The film is bizarre in how it depicts the horrors of sex trafficking and the vigilance that Tim employs. At one point, Tim gets some info on traffickers from an arrested pedophile he speaks with while pretending to be a pedophile to get on his good side. As if it weren’t confusing enough how this arrested guy got out of prison or why Tim tries to go undercover as a pedophile to extract info, the scene ends with the cops bursting in, beating the pedophile and arresting him (again, I suppose?). I’d try to find some logic here, but that’s not what the right-wing crowd has come for with this film.
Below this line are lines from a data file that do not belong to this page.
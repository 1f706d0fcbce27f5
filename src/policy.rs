//! # Tag-Color Policy Table
//!
//! The single source of truth for everything derived from a part's tag
//! color: display color, bilingual title, FAA/EASA status label, the
//! certification statement printed on the record, and which
//! condition-specific fields section 04 shows.
//!
//! | Tag | Color | Condition fields |
//! |-----|-------|------------------|
//! | YELLOW | `#eab308` | shelf life |
//! | GREEN | `#10b981` | removal reason, technical report |
//! | WHITE | `#64748b` | removal reason, physical storage location |
//! | RED | `#f43f5e` | rejection reason, final disposition |
//!
//! The certification statements are legal text. They are reproduced
//! verbatim on every web, print and email rendering.

use crate::error::Result;
use crate::part::{Part, TagColor};

/// A statement in English with its Spanish counterpart.
#[derive(Debug, Clone, Copy, PartialEq, Eq)]
pub struct Bilingual {
    pub en: &'static str,
    pub es: &'static str,
}

impl Bilingual {
    /// `"EN / ES"` single-line form.
    pub fn joined(&self) -> String {
        format!("{} / {}", self.en, self.es)
    }
}

/// A field shown in section 04 only for the tag colors that own it.
#[derive(Debug, Clone, Copy, PartialEq, Eq, Hash)]
pub enum ConditionField {
    ShelfLife,
    RemovalReason,
    TechnicalReport,
    PhysicalStorageLocation,
    RejectionReason,
    FinalDisposition,
}

impl ConditionField {
    /// Bilingual label.
    pub fn label(self) -> &'static str {
        match self {
            Self::ShelfLife => "SHELF LIFE / VIDA ÚTIL",
            Self::RemovalReason => "REMOVAL REASON / MOTIVO DE REMOCIÓN",
            Self::TechnicalReport => "TECHNICAL REPORT / REPORTE TÉCNICO",
            Self::PhysicalStorageLocation => {
                "PHYSICAL STORAGE LOCATION / UBICACIÓN FÍSICA DE ALMACENAMIENTO"
            }
            Self::RejectionReason => "REJECTION REASON / MOTIVO DE RECHAZO",
            Self::FinalDisposition => "FINAL DISPOSITION / DISPOSICIÓN FINAL",
        }
    }

    /// The part attribute backing this field.
    pub fn value(self, part: &Part) -> Option<&str> {
        let raw = match self {
            Self::ShelfLife => &part.shelf_life,
            Self::RemovalReason => &part.removal_reason,
            Self::TechnicalReport => &part.technical_report,
            Self::PhysicalStorageLocation => &part.physical_storage_location,
            Self::RejectionReason => &part.rejection_reason,
            Self::FinalDisposition => &part.final_disposition,
        };
        Part::text(raw)
    }

    /// Rendered in the attention style (expiry dates, rejection grounds).
    pub fn attention(self) -> bool {
        matches!(self, Self::ShelfLife | Self::RejectionReason)
    }

    /// Free-text fields keep their line breaks.
    pub fn multiline(self) -> bool {
        matches!(self, Self::TechnicalReport | Self::RejectionReason)
    }
}

/// Everything a renderer needs to know about one tag color.
#[derive(Debug, PartialEq, Eq)]
pub struct TagPolicy {
    pub tag: TagColor,
    pub color_hex: &'static str,
    /// Foreground color that stays legible on `color_hex`.
    pub text_hex: &'static str,
    pub title: Bilingual,
    /// FAA/EASA status terminology used by reports.
    pub status_label: &'static str,
    pub certification: Bilingual,
    /// Section 04 fields, in display order.
    pub condition_fields: &'static [ConditionField],
}

impl TagPolicy {
    /// Whether this policy renders `field`.
    pub fn shows(&self, field: ConditionField) -> bool {
        self.condition_fields.contains(&field)
    }
}

static SERVICEABLE: TagPolicy = TagPolicy {
    tag: TagColor::Yellow,
    color_hex: "#eab308",
    text_hex: "#0f172a",
    title: Bilingual {
        en: "SERVICEABLE MATERIAL",
        es: "MATERIAL APROBADO",
    },
    status_label: "Serviceable Material",
    certification: Bilingual {
        en: "The undersigned certifies that the part identified above was inspected and found serviceable in accordance with the applicable approved maintenance data, and is considered in condition for safe operation.",
        es: "El suscrito certifica que la parte identificada arriba fue inspeccionada y encontrada en condición de servicio de acuerdo con los datos de mantenimiento aprobados aplicables, y se considera en condición para una operación segura.",
    },
    condition_fields: &[ConditionField::ShelfLife],
};

static REPAIRABLE: TagPolicy = TagPolicy {
    tag: TagColor::Green,
    color_hex: "#10b981",
    text_hex: "#ffffff",
    title: Bilingual {
        en: "REPAIRABLE MATERIAL",
        es: "MATERIAL REPARABLE",
    },
    status_label: "Repairable Material",
    certification: Bilingual {
        en: "The undersigned certifies that the part identified above was removed for the reason stated and is repairable. It shall not be installed on any aircraft until repaired and approved for return to service by an authorized repair station.",
        es: "El suscrito certifica que la parte identificada arriba fue removida por el motivo indicado y es reparable. No deberá instalarse en ninguna aeronave hasta ser reparada y aprobada para retorno al servicio por una estación reparadora autorizada.",
    },
    condition_fields: &[ConditionField::RemovalReason, ConditionField::TechnicalReport],
};

static REMOVED: TagPolicy = TagPolicy {
    tag: TagColor::White,
    color_hex: "#64748b",
    text_hex: "#ffffff",
    title: Bilingual {
        en: "REMOVED – NO DEFECT",
        es: "REMOVIDO – SIN DEFECTO",
    },
    status_label: "Removed – No Defect",
    certification: Bilingual {
        en: "The undersigned certifies that the part identified above was removed with no known defect and is held in storage at the location stated. Its airworthiness status must be re-established by inspection before installation.",
        es: "El suscrito certifica que la parte identificada arriba fue removida sin defecto conocido y se encuentra almacenada en la ubicación indicada. Su condición de aeronavegabilidad debe restablecerse mediante inspección antes de su instalación.",
    },
    condition_fields: &[
        ConditionField::RemovalReason,
        ConditionField::PhysicalStorageLocation,
    ],
};

static REJECTED: TagPolicy = TagPolicy {
    tag: TagColor::Red,
    color_hex: "#f43f5e",
    text_hex: "#ffffff",
    title: Bilingual {
        en: "REJECTED MATERIAL",
        es: "MATERIAL RECHAZADO",
    },
    status_label: "Rejected Material",
    certification: Bilingual {
        en: "The undersigned certifies that the part identified above was rejected for the reason stated and is NOT AIRWORTHY. It shall be quarantined and must not be installed on any aircraft under any circumstances.",
        es: "El suscrito certifica que la parte identificada arriba fue rechazada por el motivo indicado y NO ES AERONAVEGABLE. Deberá ser puesta en cuarentena y no debe instalarse en ninguna aeronave bajo ninguna circunstancia.",
    },
    condition_fields: &[
        ConditionField::RejectionReason,
        ConditionField::FinalDisposition,
    ],
};

/// Look up the policy for a tag color.
pub fn policy_for(tag: TagColor) -> &'static TagPolicy {
    match tag {
        TagColor::Yellow => &SERVICEABLE,
        TagColor::Green => &REPAIRABLE,
        TagColor::White => &REMOVED,
        TagColor::Red => &REJECTED,
    }
}

/// Look up the policy for a raw tag code.
///
/// Fails with [`DocsError::UnknownTagColor`](crate::DocsError::UnknownTagColor)
/// for anything outside the four classifications rather than returning a
/// blank policy.
pub fn policy_for_code(code: &str) -> Result<&'static TagPolicy> {
    Ok(policy_for(code.parse()?))
}

impl TagColor {
    /// Shorthand for [`policy_for`].
    pub fn policy(self) -> &'static TagPolicy {
        policy_for(self)
    }
}

#[cfg(test)]
mod tests {
    use super::*;
    use crate::error::DocsError;

    #[test]
    fn test_every_tag_has_complete_policy() {
        for tag in TagColor::ALL {
            let policy = policy_for(tag);
            assert_eq!(policy.tag, tag);
            assert!(!policy.title.en.is_empty() && !policy.title.es.is_empty());
            assert!(!policy.certification.en.is_empty());
            assert!(!policy.certification.es.is_empty());
            assert!(!policy.condition_fields.is_empty());
            assert!(policy.color_hex.starts_with('#'));
            assert!(!policy.status_label.is_empty());
        }
    }

    #[test]
    fn test_condition_fields_per_tag() {
        assert_eq!(
            policy_for(TagColor::Yellow).condition_fields,
            &[ConditionField::ShelfLife]
        );
        assert!(policy_for(TagColor::Green).shows(ConditionField::TechnicalReport));
        assert!(policy_for(TagColor::White).shows(ConditionField::PhysicalStorageLocation));
        assert!(policy_for(TagColor::Red).shows(ConditionField::FinalDisposition));
        assert!(!policy_for(TagColor::Green).shows(ConditionField::ShelfLife));
        assert!(!policy_for(TagColor::Yellow).shows(ConditionField::RejectionReason));
    }

    #[test]
    fn test_certification_texts_are_distinct() {
        let texts: Vec<_> = TagColor::ALL
            .iter()
            .map(|t| policy_for(*t).certification.en)
            .collect();
        for (i, a) in texts.iter().enumerate() {
            for b in &texts[i + 1..] {
                assert_ne!(a, b);
            }
        }
    }

    #[test]
    fn test_policy_for_code() {
        assert_eq!(policy_for_code("red").unwrap().tag, TagColor::Red);
        assert!(matches!(
            policy_for_code("MAGENTA"),
            Err(DocsError::UnknownTagColor(_))
        ));
    }

    #[test]
    fn test_condition_value_is_blank_safe() {
        let part = Part {
            shelf_life: Some("  ".into()),
            removal_reason: Some("FOD".into()),
            ..Default::default()
        };
        assert_eq!(ConditionField::ShelfLife.value(&part), None);
        assert_eq!(ConditionField::RemovalReason.value(&part), Some("FOD"));
    }
}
They want to watch pedophiles get punched, Tim rescue some children and have heartfelt messages about how this story is accurate and that you need to spread the word.
One of the film’s most prominent lines is “God’s children are not for sale.” Perhaps this inclusion convinced Angel Studios, the last studio that would distribute the film, to push this into theaters. While God’s children might not be for sale, their plight seems to be. Consider that the film ends with a QR code to “spread the word.” The code, however, does not take the viewer to resources for combatting child trafficking. It instead takes you to a website where you can buy more tickets. But why wouldn’t the film be directed toward existing resources?
Perhaps because actual organizations wouldn’t have anything all that nice to say about Tim Ballard or O.U.R. Although the film depicts Tim as an expert infiltrator and hero for rescuing children, his involvement in the sting operation was very little. Also, O.U.R. has been intensely criticized for everything from poor intel to ineffective sting operations to not providing care for rescued children, several of which ended right back on the street. They’re less like a band of child rescuers and more like a batch of amateurs playing Batman in Latin American countries without any oversight.
Tim Ballard and Jim Caviezel have boughten heavily into the QAnon conspiracy movement as if all that wasn't enough. Tim has promoted the Wayfair conspiracy in which he believed enslaved children were being hidden in an online retailer's sold furniture, a claim that was proven false. Caviezel attended a QAnon conference in 2021, where he promoted the film and talked about the fuzzy adrenochrome harvesting conspiracy. Although the distributor Angel Studios doesn’t openly buy into QAnon, they have no problem employing right-wing recluses like Connor Boyack and Doug TenNapel.
Sound of Freedom’s only central defense for its massive embellishments and ho-hum filmmaking is that it’s about an important topic, and those criticizing the film just don’t want to discuss child trafficking. Plenty of movies touch on this topic (You Were Never Really Here, Traffik, Stopping Traffic) far better than this propagandist garbage, meant more to boil your blood than do anything meaningful about it. Let that ending sink in, which begs the audience to buy more tickets. This is not a call to action; it’s a grift disguised as a moral cause and dressed as dollar-store Taken.